According to reports of the case, the women first asked to work shorter 8 hour shifts, to allow them to express milk either side of their shift. The airline refused to reduce the pair’s hours on the grounds of health and safety stating it was “primarily for their own safety” because unforeseen delays could result in them working beyond eight hours. Instead, they were offered unrestricted duty days of 12 hours, which was not acceptable to the employees on medical grounds (the length of the shifts may have increased the risk of mastitis, a condition which causes breast tissue to become painful and inflamed). It was reported that Easyjet had not taken into account the medical advice of four GPS, nor undertaken its own risk assessment, nor obtained occupational health reports for the employees in question.

After the case was lodged, the airline offered both women ground duties for a period of six months. It was unwilling to extend that period because it said that the wish to breastfeed beyond that time was “a choice”. Unite union argued on behalf of the employees that by failing to provide a solution beyond six months, the airline was effectively making the decision for them.

The employment tribunal found that Easyjet had come up with a number of unworkable ‘solutions’ each of which involved the claimants suffering a significant detriment. It held that Easyjet had discriminated against the claimants indirectly on grounds of their sex.

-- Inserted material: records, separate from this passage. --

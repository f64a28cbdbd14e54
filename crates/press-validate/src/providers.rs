// SPDX-License-Identifier: MIT OR Apache-2.0
//! Provider adapters: vision review, accessibility remediation, and page
//! rasterization.
//!
//! Concrete AI/vision vendors live outside the core; the engine only knows
//! these traits and the shape of the JSON they return. Every provider has a
//! dry-run implementation returning a synthetic, deterministic result with
//! no external call — toggled per provider via `DRY_RUN_VISION` /
//! `DRY_RUN_ACCESSIBILITY` or settings.

use crate::ValidationError;
use async_trait::async_trait;
use serde::{Deserialize, Serialize};
use std::path::{Path, PathBuf};
use std::sync::Arc;
use tokio::sync::OnceCell;
use tracing::debug;

/// Failures from external providers. Soft by default: layers convert these
/// into findings instead of aborting the run.
#[derive(Debug, thiserror::Error)]
pub enum ProviderError {
    /// The provider could not be reached or refused the request.
    #[error("provider unavailable: {0}")]
    Unavailable(String),

    /// The provider responded with something unusable.
    #[error("provider returned malformed output: {0}")]
    Malformed(String),

    /// Local I/O toward the provider failed.
    #[error("I/O error: {0}")]
    Io(#[from] std::io::Error),
}

// ---------------------------------------------------------------------------
// Vision
// ---------------------------------------------------------------------------

/// Parsed review returned by a vision provider.
#[derive(Debug, Clone, PartialEq, Serialize, Deserialize)]
pub struct VisionReview {
    /// Quality score in `[0, 1]`.
    pub score: f64,
    /// Free-form findings.
    #[serde(default)]
    pub findings: Vec<String>,
    /// Per-page notes.
    #[serde(default)]
    pub page_notes: Vec<PageNote>,
}

/// One per-page note from the vision provider.
#[derive(Debug, Clone, PartialEq, Serialize, Deserialize)]
pub struct PageNote {
    /// 1-based page number.
    pub page: u32,
    /// The note.
    pub note: String,
}

/// Submits rasterized pages to an external multimodal model.
///
/// The provider returns its *raw* textual output; the vision layer parses
/// it into a [`VisionReview`] and owns the malformed-JSON retry protocol.
#[async_trait]
pub trait VisionProvider: Send + Sync {
    /// Critique the given page images against a rubric prompt.
    async fn critique(&self, images: &[PathBuf], prompt: &str) -> Result<String, ProviderError>;

    /// `true` when this provider fabricates results without external calls.
    fn is_dry_run(&self) -> bool {
        false
    }
}

/// Dry-run vision provider: returns a deterministic score just above the
/// given floor, without any network call.
pub struct DryRunVision {
    floor: f64,
}

impl DryRunVision {
    /// Synthetic score margin above the floor.
    pub const EPSILON: f64 = 0.01;

    /// A provider whose synthetic score clears `floor`.
    #[must_use]
    pub fn above(floor: f64) -> Self {
        Self { floor }
    }
}

#[async_trait]
impl VisionProvider for DryRunVision {
    async fn critique(&self, images: &[PathBuf], _prompt: &str) -> Result<String, ProviderError> {
        let score = (self.floor + Self::EPSILON).min(1.0);
        debug!(target: "press.validate", pages = images.len(), score, "dry-run vision critique");
        let review = VisionReview {
            score,
            findings: vec!["dry-run: no external review performed".into()],
            page_notes: Vec::new(),
        };
        serde_json::to_string(&review).map_err(|e| ProviderError::Malformed(e.to_string()))
    }

    fn is_dry_run(&self) -> bool {
        true
    }
}

// ---------------------------------------------------------------------------
// Accessibility
// ---------------------------------------------------------------------------

/// Result of an accessibility remediation pass.
#[derive(Debug, Clone, PartialEq, Serialize, Deserialize)]
pub struct AccessibilityReport {
    /// Compliance score in `[0, 1]` against the requested standard.
    pub score: f64,
    /// Standard the score was measured against (e.g. `"PDF/UA-1"`).
    pub standard: String,
    /// Remediated PDF written next to the input, when produced.
    #[serde(default, skip_serializing_if = "Option::is_none")]
    pub remediated_path: Option<PathBuf>,
}

/// Scores (and optionally remediates) a PDF against an accessibility
/// standard.
#[async_trait]
pub trait AccessibilityProvider: Send + Sync {
    /// Analyse `pdf` against `standard`, optionally writing a remediated
    /// copy at a sibling path.
    async fn remediate(&self, pdf: &Path, standard: &str)
        -> Result<AccessibilityReport, ProviderError>;

    /// `true` when this provider fabricates results without external calls.
    fn is_dry_run(&self) -> bool {
        false
    }
}

/// Dry-run accessibility provider: deterministic score, no remediated file.
pub struct DryRunAccessibility {
    floor: f64,
}

impl DryRunAccessibility {
    /// A provider whose synthetic score clears `floor`.
    #[must_use]
    pub fn above(floor: f64) -> Self {
        Self { floor }
    }
}

#[async_trait]
impl AccessibilityProvider for DryRunAccessibility {
    async fn remediate(
        &self,
        _pdf: &Path,
        standard: &str,
    ) -> Result<AccessibilityReport, ProviderError> {
        Ok(AccessibilityReport {
            score: (self.floor + DryRunVision::EPSILON).min(1.0),
            standard: standard.to_string(),
            remediated_path: None,
        })
    }

    fn is_dry_run(&self) -> bool {
        true
    }
}

// ---------------------------------------------------------------------------
// Rasterization
// ---------------------------------------------------------------------------

/// Rasterizes PDF pages into portable pixmap (`.ppm`) files, one per page,
/// in page order.
#[async_trait]
pub trait PageRasterizer: Send + Sync {
    /// Rasterize every page of `pdf` into `out_dir`, returning the page
    /// image paths in order.
    async fn rasterize(&self, pdf: &Path, out_dir: &Path) -> Result<Vec<PathBuf>, ProviderError>;
}

/// Rasterizer shelling out to a `pdftoppm`-compatible tool.
pub struct CommandRasterizer {
    command: String,
    dpi: u32,
}

impl CommandRasterizer {
    /// Use `command` (e.g. `"pdftoppm"`) at the given DPI.
    #[must_use]
    pub fn new(command: impl Into<String>, dpi: u32) -> Self {
        Self {
            command: command.into(),
            dpi,
        }
    }
}

#[async_trait]
impl PageRasterizer for CommandRasterizer {
    async fn rasterize(&self, pdf: &Path, out_dir: &Path) -> Result<Vec<PathBuf>, ProviderError> {
        tokio::fs::create_dir_all(out_dir).await?;
        let prefix = out_dir.join("page");
        let status = tokio::process::Command::new(&self.command)
            .arg("-r")
            .arg(self.dpi.to_string())
            .arg(pdf)
            .arg(&prefix)
            .status()
            .await
            .map_err(|e| ProviderError::Unavailable(format!("{}: {e}", self.command)))?;
        if !status.success() {
            return Err(ProviderError::Unavailable(format!(
                "{} exited with {status}",
                self.command
            )));
        }

        let mut pages = Vec::new();
        let mut entries = tokio::fs::read_dir(out_dir).await?;
        while let Some(entry) = entries.next_entry().await? {
            let path = entry.path();
            if path.extension().and_then(|e| e.to_str()) == Some("ppm") {
                pages.push(path);
            }
        }
        pages.sort();
        if pages.is_empty() {
            return Err(ProviderError::Malformed("no pages produced".into()));
        }
        Ok(pages)
    }
}

/// Test/dry-run rasterizer producing small solid-color PPM pages without
/// reading the PDF at all.
pub struct StubRasterizer {
    /// Number of pages to fabricate.
    pub pages: u32,
    /// Fill color for every pixel.
    pub rgb: [u8; 3],
}

impl StubRasterizer {
    /// Fabricate `pages` pages of the given solid color.
    #[must_use]
    pub fn new(pages: u32, rgb: [u8; 3]) -> Self {
        Self { pages, rgb }
    }
}

/// Write a solid-color binary PPM (P6) file.
pub fn write_solid_ppm(
    path: &Path,
    width: u32,
    height: u32,
    rgb: [u8; 3],
) -> std::io::Result<()> {
    let mut body = format!("P6\n{width} {height}\n255\n").into_bytes();
    for _ in 0..(width * height) {
        body.extend_from_slice(&rgb);
    }
    std::fs::write(path, body)
}

#[async_trait]
impl PageRasterizer for StubRasterizer {
    async fn rasterize(&self, _pdf: &Path, out_dir: &Path) -> Result<Vec<PathBuf>, ProviderError> {
        tokio::fs::create_dir_all(out_dir).await?;
        let mut pages = Vec::new();
        for index in 1..=self.pages {
            let path = out_dir.join(format!("page-{index:02}.ppm"));
            write_solid_ppm(&path, 8, 8, self.rgb)?;
            pages.push(path);
        }
        Ok(pages)
    }
}

// ---------------------------------------------------------------------------
// Shared preview cache
// ---------------------------------------------------------------------------

/// Lazily materialized page rasters, shared by every layer that needs them
/// (structural, visual regression, vision). The first caller pays for the
/// rasterization; the rest reuse it.
pub struct Previews {
    rasterizer: Arc<dyn PageRasterizer>,
    out_dir: PathBuf,
    cell: OnceCell<Vec<PathBuf>>,
}

impl Previews {
    /// A cache rasterizing into `out_dir` with the given rasterizer.
    #[must_use]
    pub fn new(rasterizer: Arc<dyn PageRasterizer>, out_dir: impl Into<PathBuf>) -> Self {
        Self {
            rasterizer,
            out_dir: out_dir.into(),
            cell: OnceCell::new(),
        }
    }

    /// The page images for `pdf`, rasterizing on first use.
    ///
    /// # Errors
    ///
    /// [`ValidationError::Raster`] when the rasterizer fails.
    pub async fn get(&self, pdf: &Path) -> Result<&[PathBuf], ValidationError> {
        let pages = self
            .cell
            .get_or_try_init(|| async {
                self.rasterizer
                    .rasterize(pdf, &self.out_dir)
                    .await
                    .map_err(|e| ValidationError::Raster(e.to_string()))
            })
            .await?;
        Ok(pages)
    }
}

#[cfg(test)]
mod tests {
    use super::*;

    #[tokio::test]
    async fn dry_run_vision_returns_parseable_json_above_floor() {
        let provider = DryRunVision::above(0.92);
        let raw = provider.critique(&[], "rubric").await.unwrap();
        let review: VisionReview = serde_json::from_str(&raw).unwrap();
        assert!(review.score >= 0.92);
        assert!(provider.is_dry_run());
    }

    #[tokio::test]
    async fn stub_rasterizer_produces_ordered_ppm_pages() {
        let dir = tempfile::tempdir().unwrap();
        let stub = StubRasterizer::new(3, [255, 0, 0]);
        let pages = stub
            .rasterize(Path::new("unused.pdf"), dir.path())
            .await
            .unwrap();
        assert_eq!(pages.len(), 3);
        assert!(pages[0].file_name().unwrap().to_str().unwrap() < pages[2].file_name().unwrap().to_str().unwrap());
    }

    #[tokio::test]
    async fn previews_rasterize_once_and_cache() {
        let dir = tempfile::tempdir().unwrap();
        let previews = Previews::new(
            Arc::new(StubRasterizer::new(2, [0, 0, 0])),
            dir.path().join("previews"),
        );
        let first = previews.get(Path::new("x.pdf")).await.unwrap().to_vec();
        let second = previews.get(Path::new("x.pdf")).await.unwrap().to_vec();
        assert_eq!(first, second);
        assert_eq!(first.len(), 2);
    }
}
// SPDX-License-Identifier: MIT OR Apache-2.0
//! The experiment harness: generate N variants, run them sequentially,
//! pick a winner.
//!
//! Variants deep-merge their overrides into the base job (children never
//! inherit the `experiment` block) and run strictly one after another —
//! parallel runs are forbidden by the layout worker's single-instance
//! contract. Failed variants are retained for the summary but excluded
//! from winner selection unless every variant failed.

use crate::winner::{select_winner, VariantMetrics};
use crate::{Router, RouterError};
use chrono::Utc;
use press_core::{ExperimentWeights, Job, ReportSink, Scorecard};
use serde::{Deserialize, Serialize};
use serde_json::Value;
use std::time::Instant;
use tracing::{info, warn};

/// Built-in design-token variations applied when a job requests variants
/// without supplying `variant_configs`.
const DEFAULT_VARIANT_TOKENS: &[&str] = &["balanced", "vivid", "muted", "high-contrast"];

/// Everything recorded about one executed variant.
#[derive(Debug, Clone, Serialize, Deserialize)]
pub struct VariantOutcome {
    /// Zero-based variant index.
    pub index: usize,
    /// Derived id: `"{parent}-variant-{index}"`.
    pub job_id: String,
    /// The variant's full scorecard (failed variants get an error card).
    pub scorecard: Scorecard,
    /// Wall-clock duration of the variant's pipeline.
    pub duration_ms: u64,
    /// The overrides that produced this variant.
    pub overrides: Value,
}

/// The persisted experiment summary.
#[derive(Debug, Clone, Serialize, Deserialize)]
pub struct ExperimentSummary {
    /// The parent job id.
    pub parent_job_id: String,
    /// Every variant, in index order.
    pub variants: Vec<VariantReport>,
    /// Index of the winning variant.
    pub winner_index: usize,
    /// Why the winner won, in prose.
    pub reasoning: String,
    /// When the experiment finished.
    pub produced_at: chrono::DateTime<Utc>,
}

/// Per-variant digest inside the summary.
#[derive(Debug, Clone, Serialize, Deserialize)]
pub struct VariantReport {
    /// Zero-based variant index.
    pub index: usize,
    /// The variant job id.
    pub job_id: String,
    /// Weighted composite score.
    pub composite: f64,
    /// The normalized metrics behind the composite.
    pub metrics: VariantMetrics,
    /// Whether the variant passed its gates.
    pub passed: bool,
    /// Pipeline duration.
    pub duration_ms: u64,
    /// The overrides that produced this variant.
    pub overrides: Value,
}

/// Errors from experiment orchestration.
#[derive(Debug, thiserror::Error)]
pub enum HarnessError {
    /// The job is not in experiment mode or lacks the experiment block.
    #[error("job '{0}' carries no experiment block")]
    NotAnExperiment(String),

    /// A variant's overrides produced an invalid job.
    #[error("variant {index} is invalid after merge: {reason}")]
    InvalidVariant {
        /// Index of the broken variant.
        index: usize,
        /// Merge or parse failure detail.
        reason: String,
    },

    /// The summary could not be persisted.
    #[error("failed to write experiment summary: {0}")]
    Summary(#[from] press_core::CoreError),
}

/// Runs an experiment job's variants through a router, sequentially.
pub struct ExperimentHarness<'a> {
    router: &'a Router,
    sink: &'a ReportSink,
}

impl<'a> ExperimentHarness<'a> {
    /// Harness over the given router and report sink.
    #[must_use]
    pub fn new(router: &'a Router, sink: &'a ReportSink) -> Self {
        Self { router, sink }
    }

    /// Run every variant and emit the summary. The returned summary names
    /// the winner; individual scorecards are persisted by the usual
    /// per-job sinks.
    ///
    /// # Errors
    ///
    /// [`HarnessError::NotAnExperiment`] when the job has no experiment
    /// block; [`HarnessError::InvalidVariant`] when overrides break the
    /// job schema.
    pub async fn run(&self, job: &Job) -> Result<ExperimentSummary, HarnessError> {
        let experiment = job
            .experiment
            .as_ref()
            .ok_or_else(|| HarnessError::NotAnExperiment(job.job_id.clone()))?;
        let weights = experiment.weights;
        let variants = generate_variants(job)?;
        info!(
            target: "press.router",
            job_id = %job.job_id,
            count = variants.len(),
            "experiment start"
        );

        let mut outcomes = Vec::with_capacity(variants.len());
        for (index, (variant, overrides)) in variants.into_iter().enumerate() {
            let started = Instant::now();
            let scorecard = match self.router.run_job(&variant).await {
                Ok(card) => card,
                Err(e) => {
                    warn!(
                        target: "press.router",
                        variant = index,
                        error = %e,
                        "variant pipeline failed"
                    );
                    variant_error_card(&variant, &e)
                }
            };
            outcomes.push(VariantOutcome {
                index,
                job_id: variant.job_id.clone(),
                scorecard,
                duration_ms: started.elapsed().as_millis() as u64,
                overrides,
            });
        }

        let winner_index =
            select_winner(&outcomes, &weights).expect("variant_count >= 1 guarantees outcomes");
        let summary = build_summary(job, outcomes, winner_index, &weights);

        let timestamp = summary.produced_at.format("%Y%m%dT%H%M%S").to_string();
        self.sink
            .write_experiment_summary(&job.job_id, &timestamp, &summary)?;
        info!(
            target: "press.router",
            job_id = %job.job_id,
            winner = winner_index,
            "experiment complete"
        );
        Ok(summary)
    }
}

fn variant_error_card(variant: &Job, error: &RouterError) -> Scorecard {
    Scorecard::from_error(&variant.job_id, error.category(), error.to_string())
}

/// Generate the variant jobs: explicit configs first, built-in token
/// variations otherwise.
pub fn generate_variants(job: &Job) -> Result<Vec<(Job, Value)>, HarnessError> {
    let experiment = job
        .experiment
        .as_ref()
        .ok_or_else(|| HarnessError::NotAnExperiment(job.job_id.clone()))?;
    if experiment.variant_count == 0 {
        return Err(HarnessError::InvalidVariant {
            index: 0,
            reason: "variant_count must be at least 1".into(),
        });
    }

    let mut variants = Vec::with_capacity(experiment.variant_count);
    for index in 0..experiment.variant_count {
        let overrides = experiment
            .variant_configs
            .get(index)
            .cloned()
            .unwrap_or_else(|| default_override(index));
        let variant = materialize_variant(job, index, &overrides)
            .map_err(|reason| HarnessError::InvalidVariant { index, reason })?;
        variants.push((variant, overrides));
    }
    Ok(variants)
}

fn default_override(index: usize) -> Value {
    let token = DEFAULT_VARIANT_TOKENS[index % DEFAULT_VARIANT_TOKENS.len()];
    serde_json::json!({ "content": { "design_variant": token } })
}

fn materialize_variant(job: &Job, index: usize, overrides: &Value) -> Result<Job, String> {
    let mut base = serde_json::to_value(job).map_err(|e| e.to_string())?;
    deep_merge(&mut base, overrides);
    let object = base.as_object_mut().ok_or("job did not serialize to an object")?;
    // Children never re-enter experiment mode.
    object.remove("experiment");
    object.insert("mode".into(), Value::String("normal".into()));
    object.insert(
        "job_id".into(),
        Value::String(format!("{}-variant-{index}", job.job_id)),
    );
    serde_json::from_value(base).map_err(|e| e.to_string())
}

/// Recursively merge `overrides` into `base`: objects merge key-wise,
/// everything else is replaced.
pub fn deep_merge(base: &mut Value, overrides: &Value) {
    match (base, overrides) {
        (Value::Object(base_map), Value::Object(override_map)) => {
            for (key, value) in override_map {
                match base_map.get_mut(key) {
                    Some(existing) => deep_merge(existing, value),
                    None => {
                        base_map.insert(key.clone(), value.clone());
                    }
                }
            }
        }
        (base_slot, other) => *base_slot = other.clone(),
    }
}

fn build_summary(
    job: &Job,
    outcomes: Vec<VariantOutcome>,
    winner_index: usize,
    weights: &ExperimentWeights,
) -> ExperimentSummary {
    let reports: Vec<VariantReport> = outcomes
        .iter()
        .map(|o| {
            let metrics = VariantMetrics::from_scorecard(&o.scorecard);
            VariantReport {
                index: o.index,
                job_id: o.job_id.clone(),
                composite: metrics.composite(weights),
                metrics,
                passed: o.scorecard.exit_code == 0,
                duration_ms: o.duration_ms,
                overrides: o.overrides.clone(),
            }
        })
        .collect();

    let reasoning = reasoning_text(&reports, winner_index);
    ExperimentSummary {
        parent_job_id: job.job_id.clone(),
        variants: reports,
        winner_index,
        reasoning,
        produced_at: Utc::now(),
    }
}

fn reasoning_text(reports: &[VariantReport], winner_index: usize) -> String {
    let winner = &reports[winner_index];
    let runner_up = reports
        .iter()
        .filter(|r| r.index != winner_index)
        .max_by(|a, b| a.composite.partial_cmp(&b.composite).unwrap_or(std::cmp::Ordering::Equal));
    match runner_up {
        Some(runner_up) => format!(
            "variant {} wins with composite {:.3} (total {:.2}, brand {:.2}, visual {:.2}), \
             a margin of {:.3} over variant {}",
            winner.index,
            winner.composite,
            winner.metrics.total,
            winner.metrics.brand,
            winner.metrics.visual,
            winner.composite - runner_up.composite,
            runner_up.index,
        ),
        None => format!(
            "variant {} wins with composite {:.3} as the only variant",
            winner.index, winner.composite
        ),
    }
}

#[cfg(test)]
mod tests {
    use super::*;
    use press_core::ExperimentSpec;
    use serde_json::json;

    fn experiment_job(count: usize, configs: Vec<Value>) -> Job {
        let mut job = Job::sample("exp");
        job.mode = press_core::JobMode::Experiment;
        job.experiment = Some(ExperimentSpec {
            variant_count: count,
            variant_configs: configs,
            weights: ExperimentWeights::default(),
        });
        job
    }

    #[test]
    fn deep_merge_merges_objects_and_replaces_leaves() {
        let mut base = json!({"a": {"b": 1, "c": 2}, "d": [1, 2]});
        deep_merge(&mut base, &json!({"a": {"c": 3}, "d": [9]}));
        assert_eq!(base, json!({"a": {"b": 1, "c": 3}, "d": [9]}));
    }

    #[test]
    fn variants_get_derived_ids_and_no_experiment_block() {
        let job = experiment_job(3, vec![]);
        let variants = generate_variants(&job).unwrap();
        assert_eq!(variants.len(), 3);
        for (index, (variant, overrides)) in variants.iter().enumerate() {
            assert_eq!(variant.job_id, format!("exp-variant-{index}"));
            assert!(variant.experiment.is_none());
            assert_eq!(variant.mode, press_core::JobMode::Normal);
            assert!(overrides["content"]["design_variant"].is_string());
        }
    }

    #[test]
    fn explicit_configs_override_the_base_job() {
        let job = experiment_job(
            2,
            vec![
                json!({"export": {"preset": "alt-preset"}}),
                json!({"qa": {"auto_fix_colors": true}}),
            ],
        );
        let variants = generate_variants(&job).unwrap();
        assert_eq!(variants[0].0.export.preset, "alt-preset");
        assert_eq!(variants[0].0.export.intent, job.export.intent);
        assert!(variants[1].0.qa.auto_fix_colors);
    }

    #[test]
    fn single_variant_experiments_are_permitted() {
        let job = experiment_job(1, vec![]);
        assert_eq!(generate_variants(&job).unwrap().len(), 1);
    }

    #[test]
    fn non_experiment_jobs_are_rejected() {
        let job = Job::sample("plain");
        assert!(matches!(
            generate_variants(&job),
            Err(HarnessError::NotAnExperiment(_))
        ));
    }
}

The employment judge found that the airline should have reduced the breastfeeding mothers’ hours, found them alternative duties or suspended them on full pay.

All employers should be aware of the rights and obligations established in relation to breastfeeding, which were in place even before this ruling:

  • Regulation 25(4) and 25(5) of the Workplace (Health, Safety and Welfare) Regulations 1992 (SI 1992/3004) requires employers to provide suitable facilities for breastfeeding mothers to rest (including facilities to lie down) and to provide adequate rest and meal breaks. Toilets are not classed as “suitable facilities”.
  • The Equalities and Human Rights Commission Code reminds employers to remember their duty of care to undertake risk assessments and remove any hazards for breastfeeding employees and recommends that employers try to accommodate employees who wish to take time off to breastfeed.
  • The right not to be discriminated against on the grounds of sex, or on the grounds of pregnancy/maternity. This does not just mean treating a woman less favourably because of her sex or because she is pregnant and/or on maternity leave (“direct discrimination”) but as this case demonstrates, there is the potential for indirect discrimination to occur when employment policies and practices do not adequately address this issue.